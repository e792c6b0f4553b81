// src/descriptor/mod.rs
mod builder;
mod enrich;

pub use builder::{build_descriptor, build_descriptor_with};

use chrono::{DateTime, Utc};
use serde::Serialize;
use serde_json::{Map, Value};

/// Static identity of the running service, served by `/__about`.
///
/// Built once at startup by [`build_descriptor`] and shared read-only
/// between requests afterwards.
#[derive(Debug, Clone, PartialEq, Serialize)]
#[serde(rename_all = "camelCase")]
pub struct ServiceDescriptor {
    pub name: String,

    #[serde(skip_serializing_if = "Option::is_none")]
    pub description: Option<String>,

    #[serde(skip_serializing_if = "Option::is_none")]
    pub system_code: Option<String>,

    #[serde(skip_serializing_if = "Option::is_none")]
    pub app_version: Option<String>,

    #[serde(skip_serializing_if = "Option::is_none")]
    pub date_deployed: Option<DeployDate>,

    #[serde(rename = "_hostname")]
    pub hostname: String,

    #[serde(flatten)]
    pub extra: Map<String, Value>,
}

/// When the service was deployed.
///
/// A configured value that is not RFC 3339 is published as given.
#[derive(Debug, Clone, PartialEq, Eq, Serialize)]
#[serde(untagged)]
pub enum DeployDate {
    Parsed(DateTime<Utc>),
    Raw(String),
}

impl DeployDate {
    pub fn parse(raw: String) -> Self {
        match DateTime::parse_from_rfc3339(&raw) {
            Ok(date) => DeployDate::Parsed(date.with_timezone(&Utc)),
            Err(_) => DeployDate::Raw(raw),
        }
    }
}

•••

- Problem: Line by line, repeat the material precisely.

- Solution to this task:
repository e792c6b0f4553b81
// src/descriptor/mod.rs
mod builder;
mod enrich;

pub use builder::{build_descriptor, build_descriptor_with};

use chrono::{DateTime, Utc};
use serde::Serialize;
use serde_json::{Map, Value};

/// Static identity of the running service, served by `/__about`.
///
/// Built once at startup by [`build_descriptor`] and shared read-only
/// between requests afterwards.
#[derive(Debug, Clone, PartialEq, Serialize)]
#[serde(rename_all = "camelCase")]
pub struct ServiceDescriptor {
    pub name: String,

    #[serde(skip_serializing_if = "Option::is_none")]
    pub description: Option<String>,

    #[serde(skip_serializing_if = "Option::is_none")]
    pub system_code: Option<String>,

    #[serde(skip_serializing_if = "Option::is_none")]
    pub app_version: Option<String>,

    #[serde(skip_serializing_if = "Option::is_none")]
    pub date_deployed: Option<DeployDate>,

    #[serde(rename = "_hostname")]
    pub hostname: String,

    #[serde(flatten)]
    pub extra: Map<String, Value>,
}

/// When the service was deployed.
///
/// A configured value that is not RFC 3339 is published as given.
#[derive(Debug, Clone, PartialEq, Eq, Serialize)]
#[serde(untagged)]
pub enum DeployDate {
    Parsed(DateTime<Utc>),
    Raw(String),
}

impl DeployDate {
    pub fn parse(raw: String) -> Self {
        match DateTime::parse_from_rfc3339(&raw) {
            Ok(date) => DeployDate::Parsed(date.with_timezone(&Utc)),
            Err(_) => DeployDate::Raw(raw),
        }
    }
}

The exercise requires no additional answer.